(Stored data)
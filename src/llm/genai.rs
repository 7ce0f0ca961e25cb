//! GenAI-based LLM client implementation
//!
//! This module provides an LLM client implementation using the `genai` crate,
//! supporting multiple providers (Ollama, OpenAI, Anthropic, Gemini, xAI, Groq).

use super::client::LLMClient;
use super::error::LlmError;
use super::types::{ChatMessage, GenerationRequest, GenerationResponse, MessageRole};
use async_trait::async_trait;
use genai::adapter::AdapterKind;
use genai::chat::{ChatMessage as GenAIChatMessage, ChatOptions, ChatRequest as GenAIChatRequest};
use genai::resolver::{AuthData, Endpoint, ServiceTargetResolver};
use genai::{Client, ModelIden, ServiceTarget};
use std::time::Duration;
use tracing::{debug, error};

/// GenAI-based LLM client supporting multiple providers
///
/// This client uses the `genai` crate to provide a unified text-generation
/// interface across multiple LLM providers. Provider credentials are read
/// from the provider's standard environment variables (OPENAI_API_KEY,
/// ANTHROPIC_API_KEY, GOOGLE_API_KEY, OLLAMA_HOST, ...).
pub struct GenAIClient {
    /// GenAI client instance
    client: Client,
    /// Model name
    model: String,
    /// Provider type
    provider: AdapterKind,
    /// Request timeout
    timeout: Duration,
}

impl GenAIClient {
    /// Creates a new GenAI client
    ///
    /// # Arguments
    ///
    /// * `provider` - LLM provider to use
    /// * `model` - Model name (without provider prefix)
    /// * `timeout` - Request timeout
    pub fn new(provider: AdapterKind, model: String, timeout: Duration) -> Result<Self, LlmError> {
        let custom_endpoint = std::env::var("SKETCHMOTION_API_BASE_URL").ok();

        let client = if let Some(endpoint_url) = custom_endpoint {
            debug!(
                "Using custom endpoint for {}: {}",
                provider.as_str(),
                endpoint_url
            );

            let provider_clone = provider;
            let model_clone = model.clone();
            let endpoint_clone = endpoint_url.clone();

            let resolver = ServiceTargetResolver::from_resolver_fn(
                move |_service_target: ServiceTarget| -> Result<ServiceTarget, genai::resolver::Error>
                {
                    let endpoint = Endpoint::from_owned(endpoint_clone.clone());

                    let auth = match provider_clone.default_key_env_name() {
                        Some(api_key_var) => AuthData::from_env(api_key_var),
                        None => AuthData::from_single(""),
                    };

                    let model_iden = ModelIden::new(provider_clone, &model_clone);

                    Ok(ServiceTarget {
                        endpoint,
                        auth,
                        model: model_iden,
                    })
                },
            );

            Client::builder()
                .with_service_target_resolver(resolver)
                .build()
        } else {
            Client::default()
        };

        debug!(
            "Creating GenAI client: provider={}, model={}",
            provider.as_str(),
            model,
        );

        Ok(Self {
            client,
            model,
            provider,
            timeout,
        })
    }

    /// Converts our ChatMessage to genai ChatMessage
    fn convert_message(&self, msg: &ChatMessage) -> GenAIChatMessage {
        match msg.role {
            MessageRole::System => GenAIChatMessage::system(&msg.content),
            MessageRole::User => GenAIChatMessage::user(&msg.content),
            MessageRole::Assistant => GenAIChatMessage::assistant(&msg.content),
        }
    }
}

#[async_trait]
impl LLMClient for GenAIClient {
    async fn generate(&self, request: GenerationRequest) -> Result<GenerationResponse, LlmError> {
        let start = std::time::Instant::now();

        let messages: Vec<GenAIChatMessage> = request
            .messages
            .iter()
            .map(|m| self.convert_message(m))
            .collect();

        let genai_request = GenAIChatRequest::new(messages);

        let mut options = ChatOptions::default();
        if let Some(temp) = request.temperature {
            options = options.with_temperature(temp as f64);
        }
        if let Some(max_tokens) = request.max_tokens {
            options = options.with_max_tokens(max_tokens);
        }

        // Execute with timeout
        let response = match tokio::time::timeout(
            self.timeout,
            self.client
                .exec_chat(&self.model, genai_request, Some(&options)),
        )
        .await
        {
            Ok(Ok(resp)) => resp,
            Ok(Err(e)) => {
                error!("{} API error: {}", self.provider.as_str(), e);
                return Err(LlmError::ApiError {
                    message: format!("{} request failed: {}", self.provider.as_str(), e),
                    status_code: None,
                });
            }
            Err(_) => {
                error!(
                    "{} request timed out after {}s",
                    self.provider.as_str(),
                    self.timeout.as_secs()
                );
                return Err(LlmError::TimeoutError {
                    seconds: self.timeout.as_secs(),
                });
            }
        };

        let content = response.first_text().unwrap_or_default().to_string();

        if content.is_empty() {
            return Err(LlmError::InvalidResponse {
                message: format!("{} returned an empty response", self.provider.as_str()),
            });
        }

        Ok(GenerationResponse::text(content, start.elapsed()))
    }

    fn name(&self) -> &str {
        self.provider.as_str()
    }

    fn model_info(&self) -> Option<String> {
        Some(self.model.clone())
    }
}

impl std::fmt::Debug for GenAIClient {
    fn fmt(&self, f: &mut std::fmt::Formatter<'_>) -> std::fmt::Result {
        f.debug_struct("GenAIClient")
            .field("provider", &self.provider)
            .field("model", &self.model)
            .field("timeout", &self.timeout)
            .finish()
    }
}
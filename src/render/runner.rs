//! Renderer subprocess orchestration
//!
//! This module owns the lifecycle of one render: persist the generated code
//! to a uniquely named temporary script, clear stale output for that stem,
//! invoke `manim` as a child process with a bounded wait, and classify the
//! outcome. The temporary script is removed on every exit path; the child
//! never outlives the request (timeout force-kills it).

use super::paths::{clean_stale_media, expected_video_path, script_media_dir};
use super::quality::Quality;
use serde::Serialize;
use std::io;
use std::path::{Path, PathBuf};
use std::process::{ExitStatus, Stdio};
use std::time::{Duration, Instant};
use thiserror::Error;
use tokio::io::{AsyncRead, AsyncReadExt};
use tokio::process::Command;
use tokio::task::JoinHandle;
use tracing::{debug, info, warn};
use uuid::Uuid;

#[cfg(windows)]
const CREATE_NO_WINDOW: u32 = 0x0800_0000;

/// Bound on post-kill output draining
const DRAIN_GRACE: Duration = Duration::from_secs(2);

/// Configuration for renderer invocation
///
/// Passed into [`SceneRunner::new`] explicitly so tests can substitute a
/// stub renderer and an isolated working directory per test case.
#[derive(Debug, Clone)]
pub struct RenderConfig {
    /// Renderer executable (name on PATH or absolute path)
    pub program: PathBuf,
    /// Working directory for the child; media output lands beneath it
    pub work_dir: PathBuf,
    /// Quality profile for this process
    pub quality: Quality,
    /// Bound on how long one render may take
    pub timeout: Duration,
}

impl RenderConfig {
    /// Root of the renderer's media output tree
    pub fn media_root(&self) -> PathBuf {
        self.work_dir.join("media")
    }
}

/// A successfully rendered video artifact
#[derive(Debug, Clone, Serialize)]
pub struct RenderedVideo {
    /// Path to the produced video file
    pub video_path: PathBuf,
    /// Scene that was rendered
    pub scene_name: String,
    /// Wall-clock time the render took
    pub render_time: Duration,
}

/// Classified render failures
#[derive(Debug, Error)]
pub enum RenderError {
    /// Renderer executable missing from the environment
    #[error("renderer '{program}' not found. Ensure Manim is installed and on your PATH")]
    RendererNotFound { program: String },

    /// Child process exited non-zero
    #[error("renderer execution failed ({status})")]
    RenderFailed {
        status: ExitStatus,
        stdout: String,
        stderr: String,
    },

    /// Child exited zero but the expected file is absent; indicates a
    /// mismatch between the path convention here and actual renderer
    /// behavior, or a renderer version change
    #[error("renderer reported success, but no video was found at {}", .expected.display())]
    ArtifactMissing {
        expected: PathBuf,
        stdout: String,
        stderr: String,
        /// Best-effort listing of the script's output directory
        siblings: Vec<String>,
    },

    /// Bounded wait exceeded; the child was force-killed
    #[error("rendering timed out after {} seconds; the animation may be too complex", .limit.as_secs())]
    Timeout {
        limit: Duration,
        stdout: String,
        stderr: String,
    },

    /// Spawn or wait failed at the OS level
    #[error("failed to run renderer: {0}")]
    Io(#[from] io::Error),
}

impl RenderError {
    /// Captured renderer output for diagnostics, where the variant has any
    pub fn captured_output(&self) -> Option<(&str, &str)> {
        match self {
            RenderError::RenderFailed { stdout, stderr, .. }
            | RenderError::ArtifactMissing { stdout, stderr, .. }
            | RenderError::Timeout { stdout, stderr, .. } => Some((stdout, stderr)),
            _ => None,
        }
    }
}

/// Uniquely named on-disk script holding generated code for one render
///
/// Removal is guaranteed on all exit paths: explicit [`TempScript::remove`]
/// on the normal path, `Drop` as the backstop for early returns and panics.
/// Removal failures are logged, never escalated.
struct TempScript {
    path: PathBuf,
    removed: bool,
}

impl TempScript {
    fn create(source: &str) -> io::Result<Self> {
        let path = std::env::temp_dir().join(format!("sketchmotion-{}.py", Uuid::new_v4().simple()));
        std::fs::write(&path, source)?;
        debug!(script = %path.display(), "wrote temporary scene script");
        Ok(Self {
            path,
            removed: false,
        })
    }

    fn path(&self) -> &Path {
        &self.path
    }

    /// Script file name without the `.py` extension; doubles as the media
    /// output directory name
    fn stem(&self) -> String {
        self.path
            .file_stem()
            .map(|s| s.to_string_lossy().into_owned())
            .unwrap_or_else(|| "sketchmotion-script".to_string())
    }

    fn remove(mut self) {
        self.remove_now();
    }

    fn remove_now(&mut self) {
        if self.removed {
            return;
        }
        self.removed = true;
        if let Err(e) = std::fs::remove_file(&self.path) {
            if e.kind() != io::ErrorKind::NotFound {
                warn!(
                    script = %self.path.display(),
                    error = %e,
                    "could not remove temporary scene script"
                );
            }
        }
    }
}

impl Drop for TempScript {
    fn drop(&mut self) {
        self.remove_now();
    }
}

/// Runs the external renderer for one scene at a time
///
/// Each call spawns exactly one child process and creates exactly one
/// temporary script; neither survives the call.
#[derive(Debug)]
pub struct SceneRunner {
    config: RenderConfig,
}

impl SceneRunner {
    pub fn new(config: RenderConfig) -> Self {
        Self { config }
    }

    pub fn config(&self) -> &RenderConfig {
        &self.config
    }

    /// Renders `scene_name` from `source`, returning the artifact path or a
    /// classified failure
    pub async fn render(
        &self,
        source: &str,
        scene_name: &str,
    ) -> Result<RenderedVideo, RenderError> {
        let script = TempScript::create(source)?;
        let result = self.render_script(script.path(), &script.stem(), scene_name).await;
        script.remove();
        result
    }

    async fn render_script(
        &self,
        script_path: &Path,
        script_stem: &str,
        scene_name: &str,
    ) -> Result<RenderedVideo, RenderError> {
        let media_root = self.config.media_root();

        std::fs::create_dir_all(&self.config.work_dir)?;
        clean_stale_media(&media_root, script_stem);

        let expected =
            expected_video_path(&media_root, script_stem, scene_name, self.config.quality);

        let mut cmd = Command::new(&self.config.program);
        cmd.arg(self.config.quality.cli_flag())
            .arg(script_path)
            .arg(scene_name)
            .current_dir(&self.config.work_dir)
            .stdin(Stdio::null())
            .stdout(Stdio::piped())
            .stderr(Stdio::piped())
            .kill_on_drop(true);

        #[cfg(windows)]
        cmd.creation_flags(CREATE_NO_WINDOW);

        debug!(
            program = %self.config.program.display(),
            scene = scene_name,
            quality = %self.config.quality,
            "spawning renderer"
        );

        let start = Instant::now();
        let mut child = cmd.spawn().map_err(|e| {
            if e.kind() == io::ErrorKind::NotFound {
                RenderError::RendererNotFound {
                    program: self.config.program.display().to_string(),
                }
            } else {
                RenderError::Io(e)
            }
        })?;

        // Drain both pipes concurrently with the wait, otherwise a chatty
        // renderer can fill the pipe buffer and deadlock against us.
        let stdout_task = drain_pipe(child.stdout.take());
        let stderr_task = drain_pipe(child.stderr.take());

        let status = match tokio::time::timeout(self.config.timeout, child.wait()).await {
            Ok(wait_result) => wait_result?,
            Err(_) => {
                warn!(
                    timeout_secs = self.config.timeout.as_secs(),
                    scene = scene_name,
                    "renderer exceeded timeout, killing child"
                );
                if let Err(e) = child.start_kill() {
                    warn!(error = %e, "could not signal renderer child");
                }
                // Reap the child so the kill is observed before returning,
                // then drain whatever output it managed to produce. The
                // drain is bounded: a grandchild that survived the kill can
                // hold the pipe open indefinitely.
                let _ = child.wait().await;
                let stdout = collect_within(stdout_task, DRAIN_GRACE).await;
                let stderr = collect_within(stderr_task, DRAIN_GRACE).await;
                return Err(RenderError::Timeout {
                    limit: self.config.timeout,
                    stdout,
                    stderr,
                });
            }
        };

        let stdout = stdout_task.await.unwrap_or_default();
        let stderr = stderr_task.await.unwrap_or_default();
        let render_time = start.elapsed();

        if !status.success() {
            return Err(RenderError::RenderFailed {
                status,
                stdout,
                stderr,
            });
        }

        if !expected.is_file() {
            let siblings = list_dir_names(&script_media_dir(&media_root, script_stem));
            return Err(RenderError::ArtifactMissing {
                expected,
                stdout,
                stderr,
                siblings,
            });
        }

        info!(
            video = %expected.display(),
            elapsed_secs = render_time.as_secs_f64(),
            "render complete"
        );

        Ok(RenderedVideo {
            video_path: expected,
            scene_name: scene_name.to_string(),
            render_time,
        })
    }
}

/// Awaits a drain task for at most `grace`, then gives up on the output
async fn collect_within(mut task: JoinHandle<String>, grace: Duration) -> String {
    match tokio::time::timeout(grace, &mut task).await {
        Ok(Ok(output)) => output,
        Ok(Err(_)) => String::new(),
        Err(_) => {
            task.abort();
            String::new()
        }
    }
}

/// Reads a child pipe to EOF on a background task, lossily as UTF-8
fn drain_pipe<R>(pipe: Option<R>) -> JoinHandle<String>
where
    R: AsyncRead + Unpin + Send + 'static,
{
    tokio::spawn(async move {
        let mut buf = Vec::new();
        if let Some(mut pipe) = pipe {
            let _ = pipe.read_to_end(&mut buf).await;
        }
        String::from_utf8_lossy(&buf).into_owned()
    })
}

/// Best-effort recursive listing of an output directory for diagnostics
fn list_dir_names(dir: &Path) -> Vec<String> {
    let mut names = Vec::new();
    let Ok(entries) = std::fs::read_dir(dir) else {
        return names;
    };
    for entry in entries.flatten() {
        let name = entry.file_name().to_string_lossy().into_owned();
        if entry.path().is_dir() {
            for nested in list_dir_names(&entry.path()) {
                names.push(format!("{}/{}", name, nested));
            }
        }
        names.push(name);
    }
    names.sort();
    names
}

#[cfg(test)]
mod tests {
    use super::*;

    #[test]
    fn test_temp_script_is_unique_and_removed() {
        let a = TempScript::create("x = 1").unwrap();
        let b = TempScript::create("x = 2").unwrap();
        assert_ne!(a.path(), b.path());

        let a_path = a.path().to_path_buf();
        assert!(a_path.exists());
        a.remove();
        assert!(!a_path.exists());

        let b_path = b.path().to_path_buf();
        drop(b);
        assert!(!b_path.exists());
    }

    #[test]
    fn test_temp_script_stem_matches_file_name() {
        let script = TempScript::create("pass").unwrap();
        let stem = script.stem();
        assert!(stem.starts_with("sketchmotion-"));
        assert!(script
            .path()
            .file_name()
            .unwrap()
            .to_string_lossy()
            .starts_with(&stem));
    }

    #[test]
    fn test_media_root_is_under_work_dir() {
        let config = RenderConfig {
            program: PathBuf::from("manim"),
            work_dir: PathBuf::from("/tmp/render"),
            quality: Quality::Low,
            timeout: Duration::from_secs(120),
        };
        assert_eq!(config.media_root(), PathBuf::from("/tmp/render/media"));
    }

    #[test]
    fn test_list_dir_names_missing_dir_is_empty() {
        assert!(list_dir_names(Path::new("/definitely/not/here")).is_empty());
    }

    #[tokio::test]
    async fn test_renderer_not_found_is_classified() {
        let runner = SceneRunner::new(RenderConfig {
            program: PathBuf::from("definitely-not-a-renderer-binary"),
            work_dir: std::env::temp_dir().join("sketchmotion-test-missing"),
            quality: Quality::Low,
            timeout: Duration::from_secs(5),
        });

        let result = runner.render("class Foo(Scene): pass", "Foo").await;
        assert!(matches!(
            result,
            Err(RenderError::RendererNotFound { .. })
        ));
    }
}
//! Animation pipeline orchestration
//!
//! This module provides the high-level `AnimationPipeline` that turns a
//! natural-language prompt into a rendered video:
//!
//! 1. Builds the code-generation prompt
//! 2. Asks the LLM client for Manim source
//! 3. Strips markdown fences and extracts the scene name
//! 4. Hands the source to the renderer runner
//!
//! Every failure is terminal for the current request only; nothing here is
//! fatal to the hosting process, and nothing is retried automatically.
//! Per-request state lives in the returned [`RenderReport`], never in
//! shared mutable state, so concurrent requests cannot cross-contaminate.

use crate::codegen::{extract_scene_name, render_prompt, strip_code_fences, ExtractError};
use crate::llm::{GenerationRequest, LLMClient, LlmError};
use crate::render::{RenderError, SceneRunner};
use chrono::{DateTime, Utc};
use serde::Serialize;
use std::path::PathBuf;
use std::sync::Arc;
use std::time::Duration;
use thiserror::Error;
use tracing::{info, warn};
use uuid::Uuid;

/// Errors that can occur during one animation request
#[derive(Debug, Error)]
pub enum PipelineError {
    /// The generation call itself failed; no renderer process was spawned
    #[error("animation code generation failed: {0}")]
    Llm(#[from] LlmError),

    /// Generated text had no recognizable scene; no renderer process was spawned
    #[error(transparent)]
    Extract(#[from] ExtractError),

    /// The renderer ran and failed, or its output could not be located
    #[error(transparent)]
    Render(#[from] RenderError),
}

impl PipelineError {
    /// Returns a user-friendly error message with troubleshooting hints
    pub fn help_message(&self) -> String {
        match self {
            PipelineError::Llm(llm_err) => match llm_err {
                LlmError::TimeoutError { seconds } => {
                    format!(
                        "Error: LLM request timed out after {} seconds\n\n\
                        Help: The generation call took too long. Try:\n\
                        - Increase the timeout: SKETCHMOTION_REQUEST_TIMEOUT\n\
                        - Check network connectivity\n\
                        - Try a smaller model",
                        seconds
                    )
                }
                LlmError::AuthenticationError { message } => {
                    format!(
                        "Error: Authentication failed\n\n\
                        Help: Invalid or missing credentials. Try:\n\
                        - Check the provider API key environment variable is set\n\
                        - Verify the key has not expired\n\n\
                        Details: {}",
                        message
                    )
                }
                other => {
                    format!(
                        "Error: Code generation failed\n\n\
                        Help: Try:\n\
                        - Check provider configuration: sketchmotion doctor\n\
                        - Retry the request\n\n\
                        Details: {}",
                        other
                    )
                }
            },
            PipelineError::Extract(e) => {
                format!(
                    "Error: {}\n\n\
                    Help: The model produced code without a recognizable scene.\n\
                    Rephrasing the request usually helps; keep it simple and\n\
                    mathematical (e.g. \"a circle transforming into a square\").",
                    e
                )
            }
            PipelineError::Render(render_err) => {
                let mut msg = format!("Error: {}", render_err);
                match render_err {
                    RenderError::RendererNotFound { .. } => {
                        msg.push_str(
                            "\n\nHelp: Install Manim (https://www.manim.community/) \
                             or point SKETCHMOTION_RENDERER at the executable.",
                        );
                    }
                    RenderError::Timeout { .. } => {
                        msg.push_str(
                            "\n\nHelp: The animation may be too complex or long.\n\
                             Simplify the request, or raise SKETCHMOTION_RENDER_TIMEOUT.",
                        );
                    }
                    RenderError::ArtifactMissing { siblings, .. } => {
                        if !siblings.is_empty() {
                            msg.push_str("\n\nOutput directory contents:\n");
                            for name in siblings {
                                msg.push_str(&format!("  {}\n", name));
                            }
                        }
                        msg.push_str(
                            "\nHelp: This usually means the installed Manim version \
                             writes output somewhere unexpected.",
                        );
                    }
                    _ => {}
                }
                if let Some((stdout, stderr)) = render_err.captured_output() {
                    if !stdout.trim().is_empty() {
                        msg.push_str(&format!("\n\nRenderer stdout:\n{}", stdout.trim_end()));
                    }
                    if !stderr.trim().is_empty() {
                        msg.push_str(&format!("\n\nRenderer stderr:\n{}", stderr.trim_end()));
                    }
                }
                msg
            }
        }
    }
}

/// Per-request record of one completed animation
///
/// This is the request context made explicit: everything the caller may
/// want to show (or a host UI may want to keep) about a single request
/// travels in this value rather than in session-held globals.
#[derive(Debug, Clone, Serialize)]
pub struct RenderReport {
    /// Unique id for this request
    pub request_id: Uuid,
    /// The user's original prompt
    pub prompt: String,
    /// Scene extracted from the generated code
    pub scene_name: String,
    /// Path to the rendered video artifact
    pub video_path: PathBuf,
    /// The generated Manim source that was rendered
    pub generated_code: String,
    /// Time spent in the LLM call
    pub generation_time: Duration,
    /// Time spent in the renderer
    pub render_time: Duration,
    /// When the request completed
    pub completed_at: DateTime<Utc>,
}

/// High-level pipeline from prompt to rendered video
///
/// The LLM client and the renderer runner are injected so tests can use a
/// mock client and a stub renderer executable.
pub struct AnimationPipeline {
    client: Arc<dyn LLMClient>,
    runner: SceneRunner,
}

impl std::fmt::Debug for AnimationPipeline {
    fn fmt(&self, f: &mut std::fmt::Formatter<'_>) -> std::fmt::Result {
        f.debug_struct("AnimationPipeline")
            .field("client", &self.client.name())
            .field("runner", &self.runner)
            .finish()
    }
}

impl AnimationPipeline {
    pub fn new(client: Arc<dyn LLMClient>, runner: SceneRunner) -> Self {
        info!(client = client.name(), "animation pipeline initialized");
        Self { client, runner }
    }

    pub fn runner(&self) -> &SceneRunner {
        &self.runner
    }

    /// Runs one end-to-end animation request
    pub async fn animate(&self, user_prompt: &str) -> Result<RenderReport, PipelineError> {
        let request_id = Uuid::new_v4();
        info!(%request_id, prompt = user_prompt, "starting animation request");

        let request = GenerationRequest::from_prompt(render_prompt(user_prompt));
        let response = self.client.generate(request).await?;
        let generation_time = response.response_time;

        let code = strip_code_fences(&response.content);
        let scene_name = match extract_scene_name(&code) {
            Ok(name) => name,
            Err(e) => {
                warn!(%request_id, "generated code had no scene definition");
                return Err(e.into());
            }
        };

        info!(%request_id, scene = %scene_name, "rendering generated scene");
        let video = self.runner.render(&code, &scene_name).await?;

        info!(
            %request_id,
            video = %video.video_path.display(),
            "animation request complete"
        );

        Ok(RenderReport {
            request_id,
            prompt: user_prompt.to_string(),
            scene_name: video.scene_name,
            video_path: video.video_path,
            generated_code: code,
            generation_time,
            render_time: video.render_time,
            completed_at: Utc::now(),
        })
    }
}
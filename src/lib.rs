//! sketchmotion - LLM-powered Manim animation generation
//!
//! This library turns a natural-language description of a short animation
//! into a rendered video. An LLM writes the Manim (Python) source, and the
//! `manim` executable renders it as an external child process; the library
//! itself is prompt templating, code inspection, subprocess orchestration,
//! and output-path bookkeeping.
//!
//! # Core Concepts
//!
//! - **LLM Clients**: Pluggable providers (via the genai crate) that turn a
//!   prompt into Manim source code
//! - **Scene extraction**: Locating the single `class X(Scene):` definition
//!   the generated code must contain
//! - **Render orchestration**: Running `manim` with a bounded wait and
//!   classifying the outcome (success, failure, timeout, missing artifact)
//!
//! # Example Usage
//!
//! ```no_run
//! use sketchmotion::config::SketchMotionConfig;
//! use sketchmotion::pipeline::AnimationPipeline;
//! use sketchmotion::render::SceneRunner;
//!
//! # async fn example() -> Result<(), Box<dyn std::error::Error>> {
//! let config = SketchMotionConfig::from_env()?;
//! config.validate()?;
//!
//! let client = config.create_client()?;
//! let runner = SceneRunner::new(config.render_config());
//! let pipeline = AnimationPipeline::new(client, runner);
//!
//! let report = pipeline.animate("a circle transforming into a square").await?;
//! println!("Video: {}", report.video_path.display());
//! # Ok(())
//! # }
//! ```
//!
//! # Project Structure
//!
//! - [`llm`]: LLM client abstraction and implementations
//! - [`codegen`]: Prompt templating and scene-name extraction
//! - [`render`]: Renderer invocation, quality profiles, output paths
//! - [`pipeline`]: End-to-end request orchestration
//! - [`cli`]: Command-line interface
//! - [`config`]: Environment-based configuration
//! - [`util`]: Logging setup

// Public modules
pub mod cli;
pub mod codegen;
pub mod config;
pub mod llm;
pub mod pipeline;
pub mod render;
pub mod util;

// Re-export key types for convenient access
pub use codegen::{extract_scene_name, strip_code_fences, ExtractError};
pub use config::{ConfigError, SketchMotionConfig};
pub use llm::{GenAIClient, LLMClient, LlmError, MockLLMClient, MockReply};
pub use pipeline::{AnimationPipeline, PipelineError, RenderReport};
pub use render::{Quality, RenderConfig, RenderError, RenderedVideo, SceneRunner};
pub use util::{init_default, init_from_env, init_logging, LoggingConfig};

/// Library version
pub const VERSION: &str = env!("CARGO_PKG_VERSION");

/// Library name
pub const NAME: &str = env!("CARGO_PKG_NAME");
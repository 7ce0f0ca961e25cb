//! Quality-to-output-folder contract tests
//!
//! The folder names are an external contract with Manim's own output
//! discovery, so the full table is pinned here explicitly.

use sketchmotion::render::{expected_video_path, Quality};
use std::path::Path;
use yare::parameterized;

#[parameterized(
    low = { Quality::Low, "-ql", "480p15" },
    medium = { Quality::Medium, "-qm", "720p30" },
    high = { Quality::High, "-qh", "1080p60" },
    ultra = { Quality::Ultra, "-qk", "2160p60" },
)]
fn quality_matches_manim_conventions(quality: Quality, flag: &str, folder: &str) {
    assert_eq!(quality.cli_flag(), flag);
    assert_eq!(quality.folder(), folder);

    let path = expected_video_path(Path::new("media"), "scene-script", "MyScene", quality);
    assert_eq!(
        path,
        Path::new("media")
            .join("videos")
            .join("scene-script")
            .join(folder)
            .join("MyScene.mp4")
    );
}

#[parameterized(
    low = { "low", Quality::Low },
    medium = { "medium", Quality::Medium },
    high = { "high", Quality::High },
    ultra = { "ultra", Quality::Ultra },
)]
fn quality_names_parse(name: &str, expected: Quality) {
    assert_eq!(name.parse::<Quality>().unwrap(), expected);
}

#[test]
fn unknown_quality_name_is_rejected() {
    assert!("4k".parse::<Quality>().is_err());
    assert!("".parse::<Quality>().is_err());
    assert!("-ql".parse::<Quality>().is_err());
}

• _Exercise aim_
Your reply should be one number: how many lines in the records contain "nested".

• _Solution for this task_
2